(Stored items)
═══
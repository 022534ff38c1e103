use std::sync::{Mutex, MutexGuard, PoisonError};

use async_trait::async_trait;
use btleplug::api::{
    BDAddr, Central, CentralEvent, CharPropFlags, Characteristic, Manager as _, Peripheral as _,
    PeripheralProperties, ScanFilter, WriteType,
};
use btleplug::platform::{Adapter, Manager, Peripheral, PeripheralId};
use tokio::sync::mpsc;
use tokio_stream::StreamExt;
use tokio_stream::wrappers::UnboundedReceiverStream;
use tokio_util::sync::CancellationToken;
use tracing::{debug, info, instrument, trace};
use uuid::Uuid;

use super::model::{Advertisement, CharacteristicHandle, DeviceAddress, DiscoveredService};
use super::transport::{AdvertisementStream, LinkEvent, LinkEventStream, ScanTransport, Transport};
use crate::error::TransportError;
use crate::gatt::{Capabilities, Capability};

/// Returns the first Bluetooth adapter on this host.
///
/// # Errors
///
/// Returns an error when the BLE stack is unavailable or has no adapters.
#[instrument(level = "trace")]
pub async fn default_adapter() -> Result<Adapter, TransportError> {
    let manager = Manager::new().await?;
    let adapter = manager
        .adapters()
        .await?
        .into_iter()
        .next()
        .ok_or(TransportError::NoAdapters)?;
    let info = adapter.adapter_info().await?;
    debug!(adapter = %info, "using BLE adapter");
    Ok(adapter)
}

#[derive(Debug)]
struct ConnectedLink {
    peripheral: Peripheral,
    forwarder: CancellationToken,
}

/// [`Transport`] backed by a `btleplug` adapter.
///
/// The peripheral must have been seen by the adapter (for example through a
/// previous scan) before it can be connected.
#[derive(Debug)]
pub struct BtleplugTransport {
    adapter: Adapter,
    link: Mutex<Option<ConnectedLink>>,
    link_events_tx: mpsc::UnboundedSender<LinkEvent>,
    link_events_rx: Mutex<Option<mpsc::UnboundedReceiver<LinkEvent>>>,
}

impl BtleplugTransport {
    /// Creates a transport on `adapter`.
    #[must_use]
    pub fn new(adapter: Adapter) -> Self {
        let (link_events_tx, link_events_rx) = mpsc::unbounded_channel();
        Self {
            adapter,
            link: Mutex::new(None),
            link_events_tx,
            link_events_rx: Mutex::new(Some(link_events_rx)),
        }
    }

    fn lock_link(&self) -> MutexGuard<'_, Option<ConnectedLink>> {
        self.link.lock().unwrap_or_else(PoisonError::into_inner)
    }

    fn peripheral(&self) -> Result<Peripheral, TransportError> {
        self.lock_link()
            .as_ref()
            .map(|link| link.peripheral.clone())
            .ok_or(TransportError::NotConnected)
    }

    fn characteristic(
        &self,
        handle: &CharacteristicHandle,
    ) -> Result<(Peripheral, Characteristic), TransportError> {
        let peripheral = self.peripheral()?;
        let characteristic = peripheral
            .characteristics()
            .into_iter()
            .find(|candidate| {
                candidate.uuid == handle.characteristic() && candidate.service_uuid == handle.service()
            })
            .ok_or(TransportError::UnknownCharacteristic {
                uuid: handle.characteristic(),
            })?;
        Ok((peripheral, characteristic))
    }

    async fn find_peripheral(&self, address: &DeviceAddress) -> Result<Peripheral, TransportError> {
        for peripheral in self.adapter.peripherals().await? {
            let Some(properties) = peripheral.properties().await? else {
                continue;
            };
            if address_of(&peripheral.id(), &properties) == *address {
                return Ok(peripheral);
            }
        }
        Err(TransportError::UnknownPeripheral {
            address: address.clone(),
        })
    }

    /// Forwards notifications and link loss for `peripheral` until cancelled.
    async fn spawn_forwarder(
        &self,
        peripheral: &Peripheral,
        forwarder: CancellationToken,
    ) -> Result<(), TransportError> {
        let mut notifications = peripheral.notifications().await?;
        let mut central_events = self.adapter.events().await?;
        let peripheral = peripheral.clone();
        let peripheral_id = peripheral.id();
        let link_events = self.link_events_tx.clone();

        tokio::spawn(async move {
            loop {
                tokio::select! {
                    () = forwarder.cancelled() => return,
                    notification = notifications.next() => {
                        let Some(notification) = notification else {
                            trace!("notification stream ended");
                            return;
                        };
                        let handle = peripheral
                            .characteristics()
                            .iter()
                            .find(|characteristic| characteristic.uuid == notification.uuid)
                            .map(handle_from);
                        match handle {
                            Some(handle) => {
                                let _ = link_events.send(LinkEvent::Notification {
                                    handle,
                                    value: notification.value,
                                });
                            }
                            None => debug!(uuid = %notification.uuid, "notification from unknown characteristic"),
                        }
                    }
                    event = central_events.next() => match event {
                        Some(CentralEvent::DeviceDisconnected(id)) if id == peripheral_id => {
                            info!("peripheral disconnected");
                            let _ = link_events.send(LinkEvent::Disconnected);
                            return;
                        }
                        Some(_) => {}
                        None => return,
                    },
                }
            }
        });
        Ok(())
    }
}

#[async_trait]
impl Transport for BtleplugTransport {
    fn link_events(&self) -> Result<LinkEventStream, TransportError> {
        let receiver = self
            .link_events_rx
            .lock()
            .unwrap_or_else(PoisonError::into_inner)
            .take()
            .ok_or(TransportError::LinkEventsTaken)?;
        Ok(Box::pin(UnboundedReceiverStream::new(receiver)))
    }

    #[instrument(skip(self), level = "debug", fields(%address))]
    async fn connect(&self, address: &DeviceAddress) -> Result<(), TransportError> {
        let peripheral = self.find_peripheral(address).await?;
        if !peripheral.is_connected().await? {
            peripheral.connect().await?;
        }
        let forwarder = CancellationToken::new();
        self.spawn_forwarder(&peripheral, forwarder.clone()).await?;
        let previous = self.lock_link().replace(ConnectedLink {
            peripheral,
            forwarder,
        });
        if let Some(previous) = previous {
            previous.forwarder.cancel();
        }
        Ok(())
    }

    #[instrument(skip(self), level = "debug")]
    async fn disconnect(&self) -> Result<(), TransportError> {
        let Ok(peripheral) = self.peripheral() else {
            return Ok(());
        };
        if peripheral.is_connected().await? {
            peripheral.disconnect().await?;
        }
        Ok(())
    }

    async fn close(&self) {
        if let Some(link) = self.lock_link().take() {
            link.forwarder.cancel();
        }
    }

    #[instrument(skip(self), level = "debug")]
    async fn discover_services(&self) -> Result<Vec<DiscoveredService>, TransportError> {
        let peripheral = self.peripheral()?;
        peripheral.discover_services().await?;
        Ok(peripheral
            .services()
            .into_iter()
            .map(|service| {
                DiscoveredService::new(
                    service.uuid,
                    service.characteristics.iter().map(handle_from).collect(),
                )
            })
            .collect())
    }

    #[instrument(skip(self), level = "trace", fields(uuid = %handle.characteristic()))]
    async fn read(&self, handle: &CharacteristicHandle) -> Result<Vec<u8>, TransportError> {
        let (peripheral, characteristic) = self.characteristic(handle)?;
        Ok(peripheral.read(&characteristic).await?)
    }

    #[instrument(skip(self, value), level = "trace", fields(uuid = %handle.characteristic(), len = value.len()))]
    async fn write(
        &self,
        handle: &CharacteristicHandle,
        value: &[u8],
    ) -> Result<(), TransportError> {
        let (peripheral, characteristic) = self.characteristic(handle)?;
        let write_type = if characteristic.properties.contains(CharPropFlags::WRITE) {
            WriteType::WithResponse
        } else {
            WriteType::WithoutResponse
        };
        Ok(peripheral.write(&characteristic, value, write_type).await?)
    }

    #[instrument(skip(self), level = "trace", fields(uuid = %handle.characteristic()))]
    async fn set_notify(
        &self,
        handle: &CharacteristicHandle,
        enabled: bool,
    ) -> Result<(), TransportError> {
        let (peripheral, characteristic) = self.characteristic(handle)?;
        if enabled {
            peripheral.subscribe(&characteristic).await?;
        } else {
            peripheral.unsubscribe(&characteristic).await?;
        }
        Ok(())
    }

    async fn read_rssi(&self) -> Result<i16, TransportError> {
        self.peripheral()?
            .properties()
            .await?
            .and_then(|properties| properties.rssi)
            .ok_or(TransportError::RssiUnavailable)
    }
}

/// [`ScanTransport`] backed by a `btleplug` adapter.
#[derive(Debug)]
pub struct BtleplugScanner {
    adapter: Adapter,
    forwarder: Mutex<Option<CancellationToken>>,
}

impl BtleplugScanner {
    /// Creates a scan transport on `adapter`.
    #[must_use]
    pub fn new(adapter: Adapter) -> Self {
        Self {
            adapter,
            forwarder: Mutex::new(None),
        }
    }

    fn replace_forwarder(&self, next: Option<CancellationToken>) {
        let previous = std::mem::replace(
            &mut *self.forwarder.lock().unwrap_or_else(PoisonError::into_inner),
            next,
        );
        if let Some(previous) = previous {
            previous.cancel();
        }
    }
}

#[async_trait]
impl ScanTransport for BtleplugScanner {
    #[instrument(skip(self), level = "debug")]
    async fn start_scan(&self, services: &[Uuid]) -> Result<AdvertisementStream, TransportError> {
        let mut central_events = self.adapter.events().await?;
        self.adapter
            .start_scan(ScanFilter {
                services: services.to_vec(),
            })
            .await?;

        let forwarder = CancellationToken::new();
        self.replace_forwarder(Some(forwarder.clone()));
        let adapter = self.adapter.clone();
        let (advertisements_tx, advertisements_rx) = mpsc::unbounded_channel();
        tokio::spawn(async move {
            loop {
                let event = tokio::select! {
                    () = forwarder.cancelled() => return,
                    event = central_events.next() => event,
                };
                let id = match event {
                    Some(
                        CentralEvent::DeviceDiscovered(id)
                        | CentralEvent::DeviceUpdated(id)
                        | CentralEvent::ManufacturerDataAdvertisement { id, .. }
                        | CentralEvent::ServicesAdvertisement { id, .. },
                    ) => id,
                    Some(_) => continue,
                    None => return,
                };
                match advertisement_for(&adapter, &id).await {
                    Ok(Some(advertisement)) => {
                        if advertisements_tx.send(advertisement).is_err() {
                            return;
                        }
                    }
                    Ok(None) => {}
                    Err(error) => debug!(?error, "failed to read advertisement properties"),
                }
            }
        });

        Ok(Box::pin(UnboundedReceiverStream::new(advertisements_rx)))
    }

    #[instrument(skip(self), level = "debug")]
    async fn stop_scan(&self) -> Result<(), TransportError> {
        self.replace_forwarder(None);
        self.adapter.stop_scan().await?;
        Ok(())
    }
}

async fn advertisement_for(
    adapter: &Adapter,
    id: &PeripheralId,
) -> Result<Option<Advertisement>, TransportError> {
    let peripheral = adapter.peripheral(id).await?;
    let Some(properties) = peripheral.properties().await? else {
        return Ok(None);
    };
    Ok(Some(advertisement_from_properties(
        address_of(id, &properties),
        &properties,
    )))
}

/// Hardware address, falling back to the platform id where the stack hides it.
fn address_of(id: &PeripheralId, properties: &PeripheralProperties) -> DeviceAddress {
    if is_unset(properties.address) {
        DeviceAddress::new(id.to_string())
    } else {
        DeviceAddress::new(properties.address.to_string())
    }
}

fn is_unset(address: BDAddr) -> bool {
    address.into_inner() == [0; 6]
}

fn advertisement_from_properties(
    address: DeviceAddress,
    properties: &PeripheralProperties,
) -> Advertisement {
    let mut manufacturer_data: Vec<(&u16, &Vec<u8>)> = properties.manufacturer_data.iter().collect();
    manufacturer_data.sort_by_key(|(company_id, _payload)| **company_id);
    let data = manufacturer_data
        .into_iter()
        .flat_map(|(company_id, payload)| {
            company_id
                .to_le_bytes()
                .into_iter()
                .chain(payload.iter().copied())
        })
        .collect();

    let mut advertisement =
        Advertisement::new(address, properties.local_name.clone(), properties.rssi).with_data(data);
    for service in &properties.services {
        advertisement = advertisement.with_service(*service);
    }
    advertisement
}

fn handle_from(characteristic: &Characteristic) -> CharacteristicHandle {
    CharacteristicHandle::new(
        characteristic.service_uuid,
        characteristic.uuid,
        capabilities_from_flags(characteristic.properties),
    )
}

fn capabilities_from_flags(flags: CharPropFlags) -> Capabilities {
    let mut capabilities = Capabilities::NONE;
    if flags.contains(CharPropFlags::READ) {
        capabilities = capabilities.with(Capability::Read);
    }
    if flags.intersects(CharPropFlags::WRITE | CharPropFlags::WRITE_WITHOUT_RESPONSE) {
        capabilities = capabilities.with(Capability::Write);
    }
    if flags.contains(CharPropFlags::NOTIFY) {
        capabilities = capabilities.with(Capability::Notify);
    }
    if flags.contains(CharPropFlags::INDICATE) {
        capabilities = capabilities.with(Capability::Indicate);
    }
    capabilities
}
═══
Taking the records above line by line, count those that hold the word "BDAddr"; the number is the entire answer.

Task output: 2